Manikin-Recorded Cardiopulmonary Sounds Dataset Using Digital Stethoscope
For researchers in AI and audio signal processing, this dataset offers a controlled, reproducible resource for developing and testing cardiopulmonary sound analysis methods.
This dataset provides separate and mixed heart and lung sounds recorded from a clinical manikin using a digital stethoscope, including both normal and abnormal sounds. It is the first dataset to offer both separate and mixed cardiorespiratory sounds, useful for AI-based disease detection and sound processing.

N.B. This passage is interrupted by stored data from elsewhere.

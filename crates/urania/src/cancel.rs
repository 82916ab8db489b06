use crate::error::ChartError;
use std::sync::atomic::{AtomicBool, Ordering};
use std::sync::Arc;

/// Cooperative cancellation signal shared between a caller and a
/// long-running search.
///
/// Clones observe the same flag. Searches call [`CancelFlag::checkpoint`]
/// once per outer iteration and stop with [`ChartError::Cancelled`].
#[derive(Debug, Clone, Default)]
pub struct CancelFlag {
    cancelled: Arc<AtomicBool>,
}

impl CancelFlag {
    pub fn new() -> Self {
        Self::default()
    }

    pub fn cancel(&self) {
        self.cancelled.store(true, Ordering::Release);
    }

    pub fn is_cancelled(&self) -> bool {
        self.cancelled.load(Ordering::Acquire)
    }

    pub fn checkpoint(&self) -> Result<(), ChartError> {
        if self.is_cancelled() {
            Err(ChartError::Cancelled)
        } else {
            Ok(())
        }
    }
}

#[cfg(test)]
mod tests {
    use super::*;

    #[test]
    fn clones_share_state() {
        let flag = CancelFlag::new();
        let observer = flag.clone();
        assert!(observer.checkpoint().is_ok());
        flag.cancel();
        assert!(observer.is_cancelled());
        assert!(matches!(observer.checkpoint(), Err(ChartError::Cancelled)));
    }
}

Heart and lung sounds are crucial for healthcare monitoring. Recent improvements in stethoscope technology have made it possible to capture patient sounds with enhanced precision. In this dataset, we used a digital stethoscope to capture both heart and lung sounds, including individual and mixed recordings. To our knowledge, this is the first dataset to offer both separate and mixed cardiorespiratory sounds. The recordings were collected from a clinical manikin, a patient simulator designed to replicate human physiological conditions, generating clean heart and lung sounds at different body locations. This dataset includes both normal sounds and various abnormalities (i.e., murmur, atrial fibrillation, tachycardia, atrioventricular block, third and fourth heart sound, wheezing, crackles, rhonchi, pleural rub, and gurgling sounds). The dataset includes audio recordings of chest examinations performed at different anatomical locations, as determined by specialist nurses. Each recording has been enhanced using frequency filters to highlight specific sound types. This dataset is useful for applications in artificial intelligence, such as automated cardiopulmonary disease detection, sound classification, unsupervised separation techniques, and deep learning algorithms related to audio signal processing.